Alban Lécuyer a une façon bien à lui de déconstruire – littéralement en l’occurrence – les discours pompeux autour de l’architecture, de l’immobilier et, ici, du patrimoine. Et si les grands ensembles étaient la clef d’un futur vivre ensemble, le vieux monde, déjà précaire, mis à mort sans regret ? Une chronique-photos qui a du souffle.
« L’habitat du pauvre est volatil, l’habitat du riche demeure ». Marc Perrone, 93 la belle rebelle (2010)
La sédimentation de la ville s’opère par couches successives. Un modèle prolifère sur les décombres du précédent, on démolit, on reconstruit. L’image est connue : l’implosion en public des grands ensembles périurbains.
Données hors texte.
//! Public surface of the sync engine.

use crate::executor::MutationKind;
use crate::session::SyncSession;
use crate::{InboxSnapshot, NetworkMonitor, SyncError, SyncResult};
use inbox_config_and_utils::SyncConfig;
use inbox_data_api::NotificationsApi;
use inbox_realtime::{BackoffPolicy, ChannelRegistry, ManagerOptions, SubscriptionState};
use inbox_types::Notification;
use parking_lot::RwLock;
use std::sync::Arc;
use tokio::sync::{watch, Mutex};
use tracing::{debug, info, warn};

/// Subscription settings for a [`ChannelRegistry`] built from the sync config.
pub fn realtime_options(config: &SyncConfig) -> ManagerOptions {
    ManagerOptions {
        subscribe_timeout: config.subscribe_timeout(),
        backoff: BackoffPolicy::new(config.backoff_base(), config.backoff_max()),
    }
}

/// A user's notification inbox, kept in sync with the server.
///
/// Reads are served from the last published [`InboxSnapshot`] and never
/// block on the network. Mutations are optimistic: the snapshot changes
/// immediately and is rolled back if the server call fails.
pub struct NotificationInbox {
    config: SyncConfig,
    api: Arc<dyn NotificationsApi>,
    registry: Arc<ChannelRegistry>,
    network: Arc<dyn NetworkMonitor>,
    snapshots: Arc<watch::Sender<InboxSnapshot>>,
    session: RwLock<Option<Arc<SyncSession>>>,
    /// Serializes login and logout.
    lifecycle: Mutex<()>,
}

impl NotificationInbox {
    pub fn new(
        config: SyncConfig,
        api: Arc<dyn NotificationsApi>,
        registry: Arc<ChannelRegistry>,
        network: Arc<dyn NetworkMonitor>,
    ) -> Self {
        let (snapshots, _) = watch::channel(InboxSnapshot::default());
        Self {
            config,
            api,
            registry,
            network,
            snapshots: Arc::new(snapshots),
            session: RwLock::new(None),
            lifecycle: Mutex::new(()),
        }
    }

    /// Start a session for `user_id` and load the first page and the counter.
    ///
    /// Any previous session is closed first. The new session stays active
    /// even if the initial load fails; the error is returned and also
    /// published as [`NotificationInbox::error`].
    pub async fn login(&self, user_id: &str, access_token: &str) -> SyncResult<()> {
        let _lifecycle = self.lifecycle.lock().await;
        self.close_session().await;

        let session = SyncSession::start(
            user_id,
            access_token,
            self.config.clone(),
            self.api.clone(),
            self.network.clone(),
            &self.registry,
            self.snapshots.clone(),
        );
        *self.session.write() = Some(session.clone());

        match session.refresh().await {
            Ok(()) => {
                info!(user_id = %user_id, unread_count = self.unread_count(), "Inbox ready");
                Ok(())
            }
            Err(e) => {
                warn!(user_id = %user_id, error = %e, "Initial inbox load failed");
                Err(e)
            }
        }
    }

    /// Close the session: release the channel, settle queued mutations, drop
    /// cached state.
    pub async fn logout(&self) {
        let _lifecycle = self.lifecycle.lock().await;
        self.close_session().await;
    }

    async fn close_session(&self) {
        let session = self.session.write().take();
        if let Some(session) = session {
            session.shutdown().await;
            self.snapshots.send_replace(InboxSnapshot::default());
        }
    }

    fn session(&self) -> SyncResult<Arc<SyncSession>> {
        self.session
            .read()
            .clone()
            .ok_or(SyncError::NotAuthenticated)
    }

    pub fn user_id(&self) -> Option<String> {
        self.session
            .read()
            .as_ref()
            .map(|session| session.user_id().to_string())
    }

    // ---- reads ----

    pub fn snapshot(&self) -> InboxSnapshot {
        self.snapshots.borrow().clone()
    }

    /// Observe every published change.
    pub fn subscribe(&self) -> watch::Receiver<InboxSnapshot> {
        self.snapshots.subscribe()
    }

    pub fn notifications(&self) -> Vec<Notification> {
        self.snapshots.borrow().notifications.clone()
    }

    pub fn unread_count(&self) -> u32 {
        self.snapshots.borrow().unread_count
    }

    pub fn is_loading(&self) -> bool {
        self.snapshots.borrow().is_loading
    }

    pub fn is_ready(&self) -> bool {
        self.snapshots.borrow().is_ready
    }

    pub fn error(&self) -> Option<String> {
        self.snapshots.borrow().error.clone()
    }

    pub fn has_more(&self) -> bool {
        self.snapshots.borrow().has_more
    }

    pub fn stream_state(&self) -> SubscriptionState {
        self.snapshots.borrow().stream_state
    }

    // ---- mutations ----

    pub async fn mark_as_read(&self, id: &str) -> SyncResult<()> {
        self.session()?
            .mutate(MutationKind::MarkRead(id.to_string()))
            .await
    }

    pub async fn mark_all_as_read(&self) -> SyncResult<()> {
        self.session()?.mutate(MutationKind::MarkAllRead).await
    }

    pub async fn delete_notification(&self, id: &str) -> SyncResult<()> {
        self.session()?
            .mutate(MutationKind::Delete(id.to_string()))
            .await
    }

    // ---- fetches ----

    /// Refetch the first page and the counter. No-op while offline.
    pub async fn refresh_notifications(&self) -> SyncResult<()> {
        let session = self.session()?;
        if !session.network().is_online() {
            debug!("Offline, skipping refresh");
            return Ok(());
        }
        session.refresh().await
    }

    /// Load the next page. Returns how many rows were added.
    pub async fn load_more(&self) -> SyncResult<usize> {
        self.session()?.load_more().await
    }
}

impl std::fmt::Debug for NotificationInbox {
    fn fmt(&self, f: &mut std::fmt::Formatter<'_>) -> std::fmt::Result {
        f.debug_struct("NotificationInbox")
            .field("user_id", &self.user_id())
            .field("registry", &self.registry)
            .finish_non_exhaustive()
    }
}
On vient voir, en voisin ou en curieux, le dynamitage d’un immeuble comme on assiste au spectacle de la mise à mort.
Se retrouvent l’espace symbolique des arènes (le périmètre de sécurité), la figure du matador (l’entreprise de démolition, l’artificier), l’attente de l’estocade (le compte à rebours), la carcasse de la bête vaincue (les tonnes de gravats). À la fin, généralement, le public applaudit.
La poussière de béton retourne à la poussière et c’est toute l’existence de ces architectures collectives, uniformes, qui apparaît dérisoire et dénuée d’empreinte historique.
La série Downtown Corrida propose de transposer un patrimoine persistant, transmissible, dans l’environnement anachronique des chantiers de démolition.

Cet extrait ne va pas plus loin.